GLYCOSYLATION EVENTS IN THE PROCESSING AND SECRETION OF PRO-ACTH-ENDORPHIN IN MOUSE PITUITARY-TUMOR CELLS

The glycosylation of pro-ACTH-endorphin and of its cleavage products was studied in a mouse pituitary tumor cell line (AtT-20/D16v) by pulse labeling with 3H-labeled sugars and amino acids followed by immunoprecipitation and sodium dodecyl sulfate slab gel electrophoresis. The results of this analysis indicate that there are 2 major intracellular species of pro-ACTH-endorphin (29K and 32K) and 2 minor species (30K and 34K). All of these species label with [3H]mannose, [3H]glucosamine and [3H]galactose. In addition, the 30K and 34K species label with [3H]fucose and are the major secreted forms of pro-ACTH-endorphin.
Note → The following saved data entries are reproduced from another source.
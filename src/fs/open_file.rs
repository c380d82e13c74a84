use crate::{
    disk::{Disk, SECTOR_SIZE, Sector, SectorAddr},
    fs::{error::Result, header::FileHeader},
};

/// A cursor over a file: the header (read into memory at open) plus a byte
/// position. Files have a fixed size, so writes past the end are clamped
/// rather than extending the file.
#[derive(Clone, Debug)]
pub struct OpenFile {
    header: FileHeader,
    pos: usize,
}

impl OpenFile {
    /// Opens the file whose header lives in the sector at `addr`.
    pub fn open(disk: &impl Disk, addr: SectorAddr) -> Result<Self> {
        let header = FileHeader::fetch_from(disk, addr)?;
        Ok(Self { header, pos: 0 })
    }

    /// Returns the file length in bytes.
    pub fn length(&self) -> usize {
        self.header.len()
    }

    /// Moves the cursor to `pos`.
    pub fn seek(&mut self, pos: usize) {
        self.pos = pos;
    }

    /// Reads from the cursor, advancing it. Returns how many bytes were read.
    pub fn read(&mut self, disk: &impl Disk, buf: &mut [u8]) -> Result<usize> {
        let read = self.read_at(disk, buf, self.pos)?;
        self.pos += read;
        Ok(read)
    }

    /// Writes at the cursor, advancing it. Returns how many bytes were
    /// written.
    pub fn write(&mut self, disk: &mut impl Disk, buf: &[u8]) -> Result<usize> {
        let written = self.write_at(disk, buf, self.pos)?;
        self.pos += written;
        Ok(written)
    }

    /// Reads up to `buf.len()` bytes starting at byte `offset`, without
    /// touching the cursor. Reads past the end of the file are truncated.
    pub fn read_at(&self, disk: &impl Disk, buf: &mut [u8], offset: usize) -> Result<usize> {
        let length = self.length();
        if offset >= length {
            return Ok(0);
        }

        let to_read = (length - offset).min(buf.len());
        let mut buf = &mut buf[..to_read];
        let mut offset = offset;
        let mut read = 0;
        let mut sector = Sector::default();

        while !buf.is_empty() {
            let offset_in_sector = offset % SECTOR_SIZE;
            let remain_in_sector = SECTOR_SIZE - offset_in_sector;
            let chunk = remain_in_sector.min(buf.len());

            let addr = self.header.byte_to_sector(disk, offset as i32)?;
            disk.read_sector(&mut sector, addr)?;

            let (dst, remain) = buf.split_at_mut(chunk);
            dst.copy_from_slice(&sector.data[offset_in_sector..offset_in_sector + chunk]);

            buf = remain;
            read += chunk;
            offset += chunk;
        }

        Ok(read)
    }

    /// Writes up to `buf.len()` bytes starting at byte `offset`, without
    /// touching the cursor. Writes past the fixed end of the file are
    /// truncated. Partial sectors are read, patched and written back.
    pub fn write_at(&self, disk: &mut impl Disk, buf: &[u8], offset: usize) -> Result<usize> {
        let length = self.length();
        if offset >= length {
            return Ok(0);
        }

        let to_write = (length - offset).min(buf.len());
        let mut buf = &buf[..to_write];
        let mut offset = offset;
        let mut written = 0;
        let mut sector = Sector::default();

        while !buf.is_empty() {
            let offset_in_sector = offset % SECTOR_SIZE;
            let remain_in_sector = SECTOR_SIZE - offset_in_sector;
            let chunk = remain_in_sector.min(buf.len());

            let addr = self.header.byte_to_sector(disk, offset as i32)?;
            if chunk != SECTOR_SIZE {
                disk.read_sector(&mut sector, addr)?;
            }

            let (src, remain) = buf.split_at(chunk);
            sector.data[offset_in_sector..offset_in_sector + chunk].copy_from_slice(src);
            disk.write_sector(&sector, addr)?;

            buf = remain;
            written += chunk;
            offset += chunk;
        }

        Ok(written)
    }
}
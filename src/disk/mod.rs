pub mod image;
pub mod ram;

use zerocopy::{FromBytes, Immutable, IntoBytes, KnownLayout, Unaligned};

/// Sector size in bytes.
pub const SECTOR_SIZE: usize = 128;

/// Disk geometry: 32 tracks of 32 sectors.
pub const NUM_SECTORS: usize = 32 * 32;

/// An address of a sector.
pub type SectorAddr = u32;

/// Fixed-sized byte sequence, the unit of disk transfer.
#[repr(C)]
#[derive(Clone, Copy)]
#[derive(FromBytes, IntoBytes, Immutable, Unaligned, KnownLayout)]
pub struct Sector {
    pub data: [u8; SECTOR_SIZE],
}

impl Sector {
    /// Constructs a `Sector` with given data.
    /// Length of `data` must be smaller or equal to `SECTOR_SIZE`.
    ///
    /// # Panics
    /// Panics if:
    /// - `data` is larger than `SECTOR_SIZE`
    pub fn new(data: &[u8]) -> Self {
        let mut sector = Self::default();
        sector.data[..data.len()].copy_from_slice(data);
        sector
    }
}

impl Default for Sector {
    fn default() -> Self {
        Self {
            data: [0u8; SECTOR_SIZE],
        }
    }
}

/// An implementation of `Disk` services synchronous sector transfers, as well
/// as reporting the sector capacity. Reads and writes block until the whole
/// sector has moved; there are no partial operations.
pub trait Disk {
    /// Reads the sector at `addr` into `sector`.
    fn read_sector(&self, sector: &mut Sector, addr: SectorAddr) -> Result<()>;

    /// Writes `sector` into the sector at `addr`.
    fn write_sector(&mut self, sector: &Sector, addr: SectorAddr) -> Result<()>;

    /// Returns the number of sectors the disk can hold.
    fn sector_count(&self) -> u32;
}

pub type Result<T> = core::result::Result<T, libc::c_int>;
use log::debug;

use crate::{
    disk::Disk,
    fs::error::{Error, Result},
    kernel::{Kernel, file::FileDescriptor},
    sched::machine::Machine,
};

/// The user-visible file surface. Recoverable failures come back as typed
/// errors from create/open/close and as −1 from read/write, matching the
/// trap interface.
impl<D: Disk, M: Machine> Kernel<D, M> {
    /// Creates a file of `size` bytes.
    pub fn sys_create(&mut self, path: &str, size: i32) -> Result<()> {
        self.fs.create(path, size)
    }

    /// Opens a file, returning a fresh descriptor. Descriptors are never
    /// reused within a boot.
    pub fn sys_open(&mut self, path: &str) -> Result<FileDescriptor> {
        let file = self.fs.open(path)?;
        let descriptor = self.next_descriptor;
        self.next_descriptor += 1;
        self.open_files.insert(descriptor, file);
        debug!("opened {path} as descriptor {descriptor}");
        Ok(descriptor)
    }

    /// Reads from an open file at its cursor; −1 when the descriptor is
    /// stale or the transfer fails.
    pub fn sys_read(&mut self, buf: &mut [u8], descriptor: FileDescriptor) -> isize {
        let Some(file) = self.open_files.get_mut(&descriptor) else {
            return -1;
        };
        match self.fs.read(file, buf) {
            Ok(read) => read as isize,
            Err(_) => -1,
        }
    }

    /// Writes to an open file at its cursor; −1 when the descriptor is
    /// stale or the transfer fails.
    pub fn sys_write(&mut self, buf: &[u8], descriptor: FileDescriptor) -> isize {
        let Some(file) = self.open_files.get_mut(&descriptor) else {
            return -1;
        };
        match self.fs.write(file, buf) {
            Ok(written) => written as isize,
            Err(_) => -1,
        }
    }

    /// Closes a descriptor.
    pub fn sys_close(&mut self, descriptor: FileDescriptor) -> Result<()> {
        self.open_files
            .remove(&descriptor)
            .map(|_| ())
            .ok_or(Error::NotFound)
    }

    /// Stops the machine.
    pub fn sys_halt(&mut self) {
        debug!("machine halting");
        self.halted = true;
    }

    pub fn is_halted(&self) -> bool {
        self.halted
    }
}
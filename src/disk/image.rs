use std::{
    fs::{File, OpenOptions},
    io,
    os::unix::fs::FileExt,
};

use libc::EIO;

use crate::disk::{Disk, Result, SECTOR_SIZE, Sector, SectorAddr};

/// Disk backed by an image file on the host.
pub struct ImageDisk {
    file: File,
    sector_count: u32,
}

impl ImageDisk {
    /// Opens an image file to be used as a disk.
    /// If the file's size is not a multiple of `SECTOR_SIZE` the remaining
    /// bytes are not addressable.
    pub fn open(path: &str) -> Result<Self> {
        let file = OpenOptions::new()
            .read(true)
            .write(true)
            .open(path)
            .into_errno()?;
        let size = file.metadata().into_errno()?.len();
        let sector_count = (size / SECTOR_SIZE as u64) as u32;
        Ok(Self { file, sector_count })
    }

    /// Creates an image file to be used as a disk.
    /// The file's size is `sector_count * SECTOR_SIZE` bytes.
    pub fn create(path: &str, sector_count: u32) -> Result<Self> {
        let file = OpenOptions::new()
            .read(true)
            .write(true)
            .create(true)
            .truncate(true)
            .open(path)
            .into_errno()?;
        file.set_len(sector_count as u64 * SECTOR_SIZE as u64)
            .into_errno()?;
        Ok(Self { file, sector_count })
    }
}

impl Disk for ImageDisk {
    fn read_sector(&self, sector: &mut Sector, addr: SectorAddr) -> Result<()> {
        self.file
            .read_at(&mut sector.data, addr as u64 * SECTOR_SIZE as u64)
            .into_errno()
            .and_then(|b| if b != SECTOR_SIZE { Err(EIO) } else { Ok(()) })
    }

    fn write_sector(&mut self, sector: &Sector, addr: SectorAddr) -> Result<()> {
        self.file
            .write_at(&sector.data, addr as u64 * SECTOR_SIZE as u64)
            .into_errno()
            .and_then(|b| if b != SECTOR_SIZE { Err(EIO) } else { Ok(()) })
    }

    fn sector_count(&self) -> u32 {
        self.sector_count
    }
}

trait IntoErrno {
    type T;

    fn into_errno(self) -> Result<Self::T>;
}

impl<T> IntoErrno for io::Result<T> {
    type T = T;

    fn into_errno(self) -> Result<Self::T> {
        match self {
            Ok(v) => Ok(v),
            Err(e) => Err(e.raw_os_error().unwrap_or(EIO)),
        }
    }
}
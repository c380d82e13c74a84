pub type Result<T> = core::result::Result<T, Error>;

#[derive(Debug, PartialEq, Eq)]
pub enum Error {
    Disk(libc::c_int),

    // Allocation
    NoSpace,

    // Directory
    NotFound,
    AlreadyExists,
    DirectoryFull,
    InvalidName,
    NotDirectory,
}

impl From<libc::c_int> for Error {
    fn from(errno: libc::c_int) -> Self {
        Self::Disk(errno)
    }
}

impl From<Error> for libc::c_int {
    fn from(err: Error) -> Self {
        match err {
            Error::Disk(errno) => errno,
            Error::NoSpace => libc::ENOSPC,
            Error::NotFound => libc::ENOENT,
            Error::AlreadyExists => libc::EEXIST,
            Error::DirectoryFull => libc::ENOSPC,
            Error::InvalidName => libc::ENAMETOOLONG,
            Error::NotDirectory => libc::ENOTDIR,
        }
    }
}
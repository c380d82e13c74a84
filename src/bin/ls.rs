use vaka::{disk::image::ImageDisk, fs::FileSystem};

fn usage() -> ! {
    eprintln!("ls.vaka image [path]");
    std::process::exit(1);
}

fn main() {
    env_logger::init();

    let mut image_path = None;
    let mut list_path = None;
    let args = std::env::args().skip(1);
    for arg in args {
        if image_path.is_none() {
            image_path = Some(arg);
        } else if list_path.is_none() {
            list_path = Some(arg);
        } else {
            eprintln!("ls.vaka: too many arguments");
            usage();
        }
    }

    let image_path = if let Some(path) = image_path {
        path
    } else {
        eprintln!("ls.vaka: no image specified");
        std::process::exit(1);
    };
    let list_path = list_path.unwrap_or_else(|| "/".to_string());

    let disk = match ImageDisk::open(&image_path) {
        Ok(disk) => disk,
        Err(e) => {
            eprintln!(
                "ls.vaka: failed to open image {}: {}",
                image_path,
                std::io::Error::from_raw_os_error(e)
            );
            std::process::exit(1);
        }
    };

    let fs = match FileSystem::mount(disk) {
        Ok(fs) => fs,
        Err(e) => {
            eprintln!(
                "ls.vaka: failed to read filesystem from image {}: {}",
                image_path,
                std::io::Error::from_raw_os_error(e.into())
            );
            std::process::exit(1);
        }
    };

    match fs.list_recursive(&list_path) {
        Ok(names) => {
            for name in names {
                println!("{name}");
            }
        }
        Err(e) => {
            eprintln!(
                "ls.vaka: failed to list {}: {}",
                list_path,
                std::io::Error::from_raw_os_error(e.into())
            );
            std::process::exit(1);
        }
    }
}
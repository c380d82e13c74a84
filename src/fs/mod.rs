pub mod error;
use error::*;
pub mod directory;
pub mod freemap;
pub mod header;
pub mod open_file;

use log::debug;

use crate::{
    disk::{Disk, SectorAddr},
    fs::{
        directory::{DIRECTORY_FILE_SIZE, Directory},
        freemap::{FREE_MAP_FILE_SIZE, FreeMap},
        header::FileHeader,
        open_file::OpenFile,
    },
};

/// Sector of the free-map file's header, fixed so it can be found on boot.
pub const FREE_MAP_SECTOR: SectorAddr = 0;

/// Sector of the root directory file's header.
pub const DIRECTORY_SECTOR: SectorAddr = 1;

/// An in-memory view of the filesystem.
///
/// The free map and the root directory are regular files; both are held open
/// from format/mount until the filesystem is dropped, and every mutating
/// operation writes them through. There is no crash consistency: an abort
/// between two write-backs may leave orphan sectors on the image.
pub struct FileSystem<D: Disk> {
    disk: D,
    free_map_file: OpenFile,
    directory_file: OpenFile,
}

impl<D: Disk> FileSystem<D> {
    /// Formats a disk with an empty filesystem.
    pub fn format(mut disk: D) -> Result<Self> {
        debug!("formatting the file system");

        let mut free_map = FreeMap::new();
        let mut map_header = FileHeader::new();
        let mut dir_header = FileHeader::new();

        // The two well-known header sectors go first, so neither allocation
        // below can grab them.
        free_map.mark(FREE_MAP_SECTOR);
        free_map.mark(DIRECTORY_SECTOR);

        map_header.allocate(&mut free_map, &mut disk, FREE_MAP_FILE_SIZE as i32)?;
        dir_header.allocate(&mut free_map, &mut disk, DIRECTORY_FILE_SIZE as i32)?;

        // The headers must land on disk before the files can be opened,
        // since open reads them back.
        map_header.write_back(&mut disk, FREE_MAP_SECTOR)?;
        dir_header.write_back(&mut disk, DIRECTORY_SECTOR)?;

        let free_map_file = OpenFile::open(&disk, FREE_MAP_SECTOR)?;
        let directory_file = OpenFile::open(&disk, DIRECTORY_SECTOR)?;
        let mut fs = Self {
            disk,
            free_map_file,
            directory_file,
        };

        free_map.write_back(&mut fs.disk, &fs.free_map_file)?;
        Directory::new().write_back(&mut fs.disk, &fs.directory_file)?;

        Ok(fs)
    }

    /// Mounts a previously formatted disk.
    pub fn mount(disk: D) -> Result<Self> {
        let free_map_file = OpenFile::open(&disk, FREE_MAP_SECTOR)?;
        let directory_file = OpenFile::open(&disk, DIRECTORY_SECTOR)?;
        Ok(Self {
            disk,
            free_map_file,
            directory_file,
        })
    }

    pub fn disk(&self) -> &D {
        &self.disk
    }

    /// Fetches the current free map out of its backing file.
    pub fn free_map(&self) -> Result<FreeMap> {
        FreeMap::fetch_from(&self.disk, &self.free_map_file)
    }

    /// Creates a file of `initial_size` bytes. Files do not grow, so the
    /// size is final.
    ///
    /// On failure nothing is written back; the discarded in-memory copies
    /// are the whole rollback.
    pub fn create(&mut self, path: &str, initial_size: i32) -> Result<()> {
        let (dir_file, mut directory, leaf) = self.resolve(path)?;

        if directory.find(leaf).is_some() {
            return Err(Error::AlreadyExists);
        }

        let mut free_map = self.free_map()?;
        let header_sector = free_map.find_and_set().ok_or(Error::NoSpace)?;
        directory.add(leaf, header_sector, false)?;

        let mut header = FileHeader::new();
        header.allocate(&mut free_map, &mut self.disk, initial_size)?;

        header.write_back(&mut self.disk, header_sector)?;
        directory.write_back(&mut self.disk, &dir_file)?;
        free_map.write_back(&mut self.disk, &self.free_map_file)?;

        debug!("created {path}, {initial_size} bytes, header at sector {header_sector}");
        Ok(())
    }

    /// Creates an empty sub-directory.
    pub fn create_dir(&mut self, path: &str) -> Result<()> {
        let (dir_file, mut directory, leaf) = self.resolve(path)?;

        if directory.find(leaf).is_some() {
            return Err(Error::AlreadyExists);
        }

        let mut free_map = self.free_map()?;
        let header_sector = free_map.find_and_set().ok_or(Error::NoSpace)?;
        directory.add(leaf, header_sector, true)?;

        let mut header = FileHeader::new();
        header.allocate(&mut free_map, &mut self.disk, DIRECTORY_FILE_SIZE as i32)?;
        header.write_back(&mut self.disk, header_sector)?;

        // The fresh table has to reach its data sectors before anyone walks
        // into it.
        let sub_file = OpenFile::open(&self.disk, header_sector)?;
        Directory::new().write_back(&mut self.disk, &sub_file)?;

        directory.write_back(&mut self.disk, &dir_file)?;
        free_map.write_back(&mut self.disk, &self.free_map_file)?;

        debug!("created directory {path}, header at sector {header_sector}");
        Ok(())
    }

    /// Opens the file at `path`.
    pub fn open(&self, path: &str) -> Result<OpenFile> {
        let (_, directory, leaf) = self.resolve(path)?;
        let sector = directory.find(leaf).ok_or(Error::NotFound)?;
        OpenFile::open(&self.disk, sector)
    }

    /// Reads from an open file at its cursor.
    pub fn read(&self, file: &mut OpenFile, buf: &mut [u8]) -> Result<usize> {
        file.read(&self.disk, buf)
    }

    /// Writes to an open file at its cursor.
    pub fn write(&mut self, file: &mut OpenFile, buf: &[u8]) -> Result<usize> {
        file.write(&mut self.disk, buf)
    }

    /// Removes the file or (empty or not) directory entry at `path`,
    /// releasing its data sectors and its header sector.
    pub fn remove(&mut self, path: &str) -> Result<()> {
        let (dir_file, mut directory, leaf) = self.resolve(path)?;
        let sector = directory.find(leaf).ok_or(Error::NotFound)?;

        let header = FileHeader::fetch_from(&self.disk, sector)?;
        let mut free_map = self.free_map()?;
        header.deallocate(&mut free_map, &self.disk)?;
        free_map.clear(sector);
        directory.remove(leaf)?;

        free_map.write_back(&mut self.disk, &self.free_map_file)?;
        directory.write_back(&mut self.disk, &dir_file)?;

        debug!("removed {path}, header sector {sector} freed");
        Ok(())
    }

    /// Removes `path`; a directory is emptied first, depth-first.
    pub fn remove_recursive(&mut self, path: &str) -> Result<()> {
        let (_, directory, leaf) = self.resolve(path)?;

        if directory.is_directory(leaf) {
            let sector = directory.find(leaf).expect("is_directory implies present");
            let dir_file = OpenFile::open(&self.disk, sector)?;
            let table = Directory::fetch_from(&self.disk, &dir_file)?;

            for entry in table.entries() {
                let child = format!("{}/{}", path.trim_end_matches('/'), entry.name());
                if entry.is_directory() {
                    self.remove_recursive(&child)?;
                } else {
                    self.remove(&child)?;
                }
            }
        }

        self.remove(path)
    }

    /// Lists the names in the directory at `path` (`""` or `"/"` for the
    /// root).
    pub fn list(&self, path: &str) -> Result<Vec<String>> {
        let table = self.open_directory(path)?;
        Ok(table.entries().map(|e| e.name().to_string()).collect())
    }

    /// Lists the whole tree under `path`, as slash-joined names relative to
    /// it, depth-first.
    pub fn list_recursive(&self, path: &str) -> Result<Vec<String>> {
        let table = self.open_directory(path)?;
        let mut names = Vec::new();
        self.collect_tree(&table, "", &mut names)?;
        Ok(names)
    }

    fn collect_tree(
        &self,
        table: &Directory,
        prefix: &str,
        names: &mut Vec<String>,
    ) -> Result<()> {
        for entry in table.entries() {
            let name = if prefix.is_empty() {
                entry.name().to_string()
            } else {
                format!("{prefix}/{}", entry.name())
            };

            if entry.is_directory() {
                let file = OpenFile::open(&self.disk, entry.sector())?;
                let sub = Directory::fetch_from(&self.disk, &file)?;
                names.push(name.clone());
                self.collect_tree(&sub, &name, names)?;
            } else {
                names.push(name);
            }
        }
        Ok(())
    }

    fn open_directory(&self, path: &str) -> Result<Directory> {
        if path.split('/').all(|t| t.is_empty()) {
            return Directory::fetch_from(&self.disk, &self.directory_file);
        }

        let (_, directory, leaf) = self.resolve(path)?;
        let sector = directory.find(leaf).ok_or(Error::NotFound)?;
        if !directory.is_directory(leaf) {
            return Err(Error::NotDirectory);
        }

        let file = OpenFile::open(&self.disk, sector)?;
        Directory::fetch_from(&self.disk, &file)
    }

    /// Walks `path` down the directory tree.
    ///
    /// Descends through every token that names a sub-directory; the first
    /// missing or non-directory token is the terminal name, returned with
    /// the directory reached so far (its open file and loaded table).
    fn resolve<'a>(&self, path: &'a str) -> Result<(OpenFile, Directory, &'a str)> {
        let mut tokens = path.split('/').filter(|t| !t.is_empty());
        let mut leaf = tokens.next().ok_or(Error::InvalidName)?;

        let mut dir_file = self.directory_file.clone();
        let mut directory = Directory::fetch_from(&self.disk, &dir_file)?;

        for next in tokens {
            if !directory.is_directory(leaf) {
                break;
            }
            let sector = directory.find(leaf).expect("is_directory implies present");
            dir_file = OpenFile::open(&self.disk, sector)?;
            directory = Directory::fetch_from(&self.disk, &dir_file)?;
            leaf = next;
        }

        Ok((dir_file, directory, leaf))
    }
}
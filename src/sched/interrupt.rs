use std::cell::Cell;

/// Whether interrupts are serviced.
#[derive(Debug, Clone, Copy, PartialEq, Eq)]
pub enum IntStatus {
    Off,
    On,
}

/// The interrupt-enable cell.
///
/// On a single CPU, running with interrupts off makes the current thread the
/// sole mutator of kernel state; every scheduler entry point asserts that it
/// holds.
pub struct Interrupts {
    level: Cell<IntStatus>,
}

impl Interrupts {
    pub fn new() -> Self {
        Self {
            level: Cell::new(IntStatus::On),
        }
    }

    pub fn level(&self) -> IntStatus {
        self.level.get()
    }

    /// Switches the interrupt level, returning the previous one so callers
    /// can restore it.
    pub fn set_level(&self, level: IntStatus) -> IntStatus {
        self.level.replace(level)
    }
}

impl Default for Interrupts {
    fn default() -> Self {
        Self::new()
    }
}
Only the 29K and 32K forms are labeled after a short pulse with [35S]methionine. The 30K and 34K forms become labeled during a subsequent chase. Glycosidase digestion of Pronase glycopeptides derived from pro-ACTH-endorphin shows that the 29K and 32K forms contain high mannose type oligosaccharides. The 30K and 34K forms contain complex oligosaccharides with both core and branch sugars. The 29K and 32K forms apparently are converted to 30K and 34K forms by processing of mannose-rich oligosaccharides. Pulse labeling with 3H-labeled sugars shows that pro-ACTH-endorphin is the 1st species labeled with both core and branch sugars. The label appears later in 21-26K and 12-15K ACTH, suggesting that glycosylation is completed before proteolytic cleavages begin. In support of this model, it is shown that intracellular and secreted forms of ACTH and N-terminal fragments have the same apparent MW on sodium dodecyl sulfate slab gels. Glycosidase digestion shows that the intracellular and secreted forms of the latter protein contain complex oligosaccharides. The N-terminal portion of pro-ACTH-endorphin gives rise during processing to 2 major fragments (14.5K and 16-17.5K fragments) with very similar tryptic peptide contents. The 14.5K fragment contains a single oligosaccharide while the 16-17.5K fragment contains two.